▶ _Data excerpts_
------------------------------------------------
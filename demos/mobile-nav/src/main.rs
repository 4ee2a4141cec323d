use leptos::prelude::*;
use leptos_nav_toggle::prelude::*;
use mobile_nav::{App, STATIC_TRIGGER_CLASS};

fn bind_static_header() {
    let config = match NavToggleConfig::default().with_trigger_class(STATIC_TRIGGER_CLASS) {
        Ok(config) => config,
        Err(err) => {
            log::error!("{err}");
            return;
        }
    };
    match bind_document(&config) {
        Ok(bindings) => bindings.forget(),
        Err(err) => log::error!("{err}"),
    }
}

fn main() {
    _ = console_log::init_with_level(log::Level::Debug);
    console_error_panic_hook::set_once();

    bind_static_header();
    leptos::mount::mount_to_body(|| view! { <App /> });
}
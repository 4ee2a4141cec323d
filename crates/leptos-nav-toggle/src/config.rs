use crate::error::ConfigError;

pub const DEFAULT_TRIGGER_CLASS: &str = "menu-icon";
pub const DEFAULT_ACTIVE_CLASS: &str = "is-active";

/// Class names shared between the toggle and the stylesheet that
/// interprets them.
#[derive(Debug, Clone, PartialEq, Eq)]
pub struct NavToggleConfig {
    trigger_class: String,
    active_class: String,
}

impl Default for NavToggleConfig {
    fn default() -> Self {
        Self {
            trigger_class: DEFAULT_TRIGGER_CLASS.to_string(),
            active_class: DEFAULT_ACTIVE_CLASS.to_string(),
        }
    }
}

impl NavToggleConfig {
    pub fn new(
        trigger_class: impl Into<String>,
        active_class: impl Into<String>,
    ) -> Result<Self, ConfigError> {
        Self {
            trigger_class: validate_class("trigger_class", trigger_class.into())?,
            active_class: validate_class("active_class", active_class.into())?,
        }
        .distinct()
    }

    pub fn with_trigger_class(mut self, class: impl Into<String>) -> Result<Self, ConfigError> {
        self.trigger_class = validate_class("trigger_class", class.into())?;
        self.distinct()
    }

    pub fn with_active_class(mut self, class: impl Into<String>) -> Result<Self, ConfigError> {
        self.active_class = validate_class("active_class", class.into())?;
        self.distinct()
    }

    pub fn trigger_class(&self) -> &str {
        &self.trigger_class
    }

    pub fn active_class(&self) -> &str {
        &self.active_class
    }

    /// The marker must differ from the trigger class, otherwise removing it
    /// would also strip the trigger.
    fn distinct(self) -> Result<Self, ConfigError> {
        if self.trigger_class == self.active_class {
            return Err(ConfigError::SameClass(self.active_class));
        }
        Ok(self)
    }
}

/// A class must be a single non-empty token so that adding or removing it
/// touches exactly one entry of the element's class list.
fn validate_class(field: &'static str, value: String) -> Result<String, ConfigError> {
    if value.is_empty() {
        return Err(ConfigError::EmptyClass(field));
    }
    if value.chars().any(|c| c.is_ascii_whitespace()) {
        return Err(ConfigError::InvalidClass { field, value });
    }
    Ok(value)
}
------------------------------------------------
▶ _Prompt_
Select and copy each line from the data that includes the word "value".

▶ _Solution to this task_
fn validate_class(field: &'static str, value: String) -> Result<String, ConfigError> {
    if value.is_empty() {
    if value.chars().any(|c| c.is_ascii_whitespace()) {
        return Err(ConfigError::InvalidClass { field, value });
    Ok(value)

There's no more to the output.